Four days later, she received a letter by FedEx informing her that she was fired.

Becerril is suing the nonprofit New York child-care agency Graham Windham and one of the day-care centers it runs, Grow With Us Preschool in the South Bronx. Her lawsuit invokes a 2003 amendment to the New York City Human Rights Law that requires employers to reasonably accommodate the needs of domestic violence victims. Becerril, who now works at a different Bronx day care, is suing for lost wages, compensation and benefits along with compensatory damages for injury to her reputation and emotional and mental distress.

“I wasn’t going to do anything in the beginning,” said Becerril, who was initially unaware of the law and is only the second person to invoke it in a legal proceeding. “But then I thought about it, and I thought, ‘If I don’t do anything about it, they’re going to do it to somebody else.’”

Damn right, they would. It looks like we’ve got another bad-ass woman’s activist on our hands!

Firstly, I want to say that I love the fact that NY has this kind of law to protect women. But how sad is it that more women don’t know about it? It’s been in effect since 2003, and only one other woman has invoked it? I would sure love to believe that it’s because no other woman has been a victim of this kind of discrimination, but I somehow doubt that that’s the case.

This type of treatment is just a revictimization of women who have already been victimized. And they do it for a reason that most abusers do: because they can. Victims of domestic violence are ostracized in this country. You need to be able to prove bruises and broken bones to be taken seriously. If you do produce bruises and broken bones, you’re derided as an idiot who shouldn’t have stuck around and therefore got what she deserved. These women are considered to be “trouble makers” in their workplace (well, gee, we never know when her boyfriend will beat her next. Instead of trying to get her help, let’s just fire her), and they are considered to be weak. They’re discriminated against because everyone assumes, from what their previous records supposedly indicate, that they won’t fight back.

Bravo to Ms. Becerril for proving them wrong.

I imagine that this case will be considered particularly “tricky” since Becerril had to take off work before she had even completed her first day– and I would be shocked to hear Graham Windham not invoke that argument. I admit that the timing was really, really bad. But I imagine that if women knew when their violent ex-husbands were going to smash flowerpots into their faces, they would try their best to avoid the incident all together, rather then just reschedule. Yes, it sucks that her attack happened when it did. It sucks for the school that this happened to their employee when it did– but you know what sucks a hell of a lot more? The fact that she was attacked at all. Would she have been fired if she’d had a heart attack or a stroke? What if she’d been in a car accident, or fell down a flight of stairs? I somehow doubt it.
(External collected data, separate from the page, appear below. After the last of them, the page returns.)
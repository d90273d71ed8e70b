//! Keystroke event and session types.
//!
//! These mirror the records produced by the typing client: one object per
//! key transition, grouped into labeled sessions.

use serde::{Deserialize, Serialize};
use serde_json::Value;

/// Decoded character reported when the client could not resolve the symbol.
pub const UNRESOLVED_CHAR: &str = "Unidentified";

/// Physical key identifier of the backspace key.
pub const BACKSPACE_KEY: &str = "Backspace";

/// Mode tag of sessions recorded under induced stress.
pub const STRESSED_MODE: &str = "stressed";

/// Largest timestamp magnitude accepted from JSON (2^53, the exact-integer range of a JS number).
pub const MAX_TIMESTAMP_MS: i64 = 1 << 53;

/// User-agent substrings that mark a mobile client (case-sensitive).
const MOBILE_MARKERS: [&str; 2] = ["Android", "iPhone"];

/// Direction of a key transition.
#[derive(Debug, Clone, Copy, PartialEq, Eq, Serialize, Deserialize)]
#[serde(rename_all = "lowercase")]
pub enum KeyEventType {
    Down,
    Up,
}

impl KeyEventType {
    fn parse(s: &str) -> Option<Self> {
        match s {
            "down" => Some(KeyEventType::Down),
            "up" => Some(KeyEventType::Up),
            _ => None,
        }
    }
}

/// A single key transition.
#[derive(Debug, Clone, PartialEq, Eq, Serialize, Deserialize)]
pub struct KeystrokeEvent {
    /// Timestamp in milliseconds
    pub time: i64,
    /// Press or release
    #[serde(rename = "type")]
    pub event_type: KeyEventType,
    /// Physical key identifier (e.g. `KeyA`, `Backspace`)
    pub key: String,
    /// Decoded character, when the client reported one
    #[serde(default, skip_serializing_if = "Option::is_none")]
    pub char: Option<String>,
}

impl KeystrokeEvent {
    pub fn down(time: i64, key: impl Into<String>, ch: impl Into<String>) -> Self {
        Self {
            time,
            event_type: KeyEventType::Down,
            key: key.into(),
            char: Some(ch.into()),
        }
    }

    pub fn up(time: i64, key: impl Into<String>) -> Self {
        Self {
            time,
            event_type: KeyEventType::Up,
            key: key.into(),
            char: None,
        }
    }

    /// Build an event from an untyped JSON record.
    ///
    /// Returns `None` when `time`, `type` or `key` is missing or unusable.
    /// Fractional timestamps are truncated toward zero. Timestamps beyond
    /// `MAX_TIMESTAMP_MS` in magnitude are unusable.
    pub fn from_value(value: &Value) -> Option<Self> {
        let obj = value.as_object()?;

        let time = match obj.get("time")? {
            Value::Number(n) => match n.as_i64() {
                Some(t) => t,
                None => {
                    let t = n.as_f64()?;
                    if !t.is_finite() {
                        return None;
                    }
                    t.trunc() as i64
                }
            },
            _ => return None,
        };
        if time.unsigned_abs() > MAX_TIMESTAMP_MS as u64 {
            return None;
        }

        let event_type = KeyEventType::parse(obj.get("type")?.as_str()?)?;
        let key = obj.get("key")?.as_str()?.to_string();
        let char = obj.get("char").and_then(Value::as_str).map(str::to_string);

        Some(Self {
            time,
            event_type,
            key,
            char,
        })
    }

    pub fn is_down(&self) -> bool {
        self.event_type == KeyEventType::Down
    }

    pub fn is_backspace(&self) -> bool {
        self.key == BACKSPACE_KEY
    }

    /// Whether the decoded character is the unresolved-symbol sentinel.
    pub fn is_unresolved(&self) -> bool {
        self.char.as_deref() == Some(UNRESOLVED_CHAR)
    }

    /// Decoded character, or the empty string when none was reported.
    pub fn char_or_empty(&self) -> &str {
        self.char.as_deref().unwrap_or("")
    }
}

/// Coarse client platform derived from the user-agent string.
#[derive(Debug, Clone, Copy, PartialEq, Eq, Hash, Serialize, Deserialize)]
#[serde(rename_all = "lowercase")]
pub enum ClientClass {
    Mobile,
    Desktop,
}

impl ClientClass {
    pub fn from_user_agent(user_agent: &str) -> Self {
        if MOBILE_MARKERS.iter().any(|m| user_agent.contains(m)) {
            ClientClass::Mobile
        } else {
            ClientClass::Desktop
        }
    }

    pub fn as_str(&self) -> &'static str {
        match self {
            ClientClass::Mobile => "mobile",
            ClientClass::Desktop => "desktop",
        }
    }
}

/// One recorded typing session.
#[derive(Debug, Clone, Default, Serialize, Deserialize)]
pub struct Session {
    #[serde(rename = "sessionId")]
    pub id: String,
    /// Mode tag (`stressed`, `relaxed`, or another baseline tag)
    pub mode: String,
    #[serde(rename = "userAgent", default)]
    pub user_agent: String,
    #[serde(default)]
    pub keystrokes: Vec<KeystrokeEvent>,
}

impl Session {
    /// Training label: 1 for stressed sessions, 0 otherwise.
    pub fn label(&self) -> u8 {
        u8::from(self.mode == STRESSED_MODE)
    }

    pub fn client_class(&self) -> ClientClass {
        ClientClass::from_user_agent(&self.user_agent)
    }
}

#[cfg(test)]
mod tests {
    use super::*;
    use serde_json::json;

    #[test]
    fn test_event_from_value() {
        let event =
            KeystrokeEvent::from_value(&json!({"type": "down", "key": "KeyA", "char": "a", "time": 1700000000123i64}))
                .unwrap();
        assert_eq!(event, KeystrokeEvent::down(1700000000123, "KeyA", "a"));

        let up = KeystrokeEvent::from_value(&json!({"type": "up", "key": "KeyA", "time": 5})).unwrap();
        assert_eq!(up.char, None);
        assert!(!up.is_down());
    }

    #[test]
    fn test_event_from_value_truncates_fractional_time() {
        let event = KeystrokeEvent::from_value(&json!({"type": "down", "key": "KeyA", "time": 12.9})).unwrap();
        assert_eq!(event.time, 12);
    }

    #[test]
    fn test_malformed_events_rejected() {
        assert!(KeystrokeEvent::from_value(&json!({"type": "down", "key": "KeyA"})).is_none());
        assert!(KeystrokeEvent::from_value(&json!({"type": "press", "key": "KeyA", "time": 1})).is_none());
        assert!(KeystrokeEvent::from_value(&json!({"type": "down", "time": 1})).is_none());
        assert!(KeystrokeEvent::from_value(&json!({"type": "down", "key": "KeyA", "time": "1"})).is_none());
        assert!(KeystrokeEvent::from_value(&json!("down")).is_none());
    }

    #[test]
    fn test_out_of_range_time_rejected() {
        assert!(KeystrokeEvent::from_value(&json!({"type": "down", "key": "KeyA", "time": -1e30})).is_none());
        assert!(KeystrokeEvent::from_value(&json!({"type": "down", "key": "KeyA", "time": 1e30})).is_none());
        assert!(KeystrokeEvent::from_value(&json!({"type": "down", "key": "KeyA", "time": i64::MAX})).is_none());
        assert!(KeystrokeEvent::from_value(&json!({"type": "down", "key": "KeyA", "time": u64::MAX})).is_none());

        let edge = KeystrokeEvent::from_value(&json!({"type": "up", "key": "KeyA", "time": -MAX_TIMESTAMP_MS})).unwrap();
        assert_eq!(edge.time, -MAX_TIMESTAMP_MS);
    }

    #[test]
    fn test_backspace_and_sentinel() {
        assert!(KeystrokeEvent::down(0, "Backspace", "Backspace").is_backspace());
        assert!(!KeystrokeEvent::down(0, "KeyB", "b").is_backspace());
        assert!(KeystrokeEvent::down(0, "MobileInput", UNRESOLVED_CHAR).is_unresolved());
    }

    #[test]
    fn test_client_class() {
        let iphone = "Mozilla/5.0 (iPhone; CPU iPhone OS 17_0 like Mac OS X)";
        let android = "Mozilla/5.0 (Linux; Android 14; Pixel 8)";
        let mac = "Mozilla/5.0 (Macintosh; Intel Mac OS X 10_15_7)";
        assert_eq!(ClientClass::from_user_agent(iphone), ClientClass::Mobile);
        assert_eq!(ClientClass::from_user_agent(android), ClientClass::Mobile);
        assert_eq!(ClientClass::from_user_agent(mac), ClientClass::Desktop);
        // Matching is case-sensitive.
        assert_eq!(ClientClass::from_user_agent("android"), ClientClass::Desktop);
    }

    #[test]
    fn test_session_label() {
        let mut session = Session {
            mode: "stressed".to_string(),
            ..Default::default()
        };
        assert_eq!(session.label(), 1);
        session.mode = "relaxed".to_string();
        assert_eq!(session.label(), 0);
        session.mode = "baseline".to_string();
        assert_eq!(session.label(), 0);
    }
}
Becerril was punished not only for the type of injury that she sustained, but for her honesty about it. As if women with ex-husbands who smash flowerpots into their faces don’t have enough problems, already.

This will be an interesting case to watch. I hope that Becerril wins– from the information provided in this article, it would be an outrage if she didn’t. And I hope that all employers and all women in the state of New York (from which I proudly hail) are paying close attention.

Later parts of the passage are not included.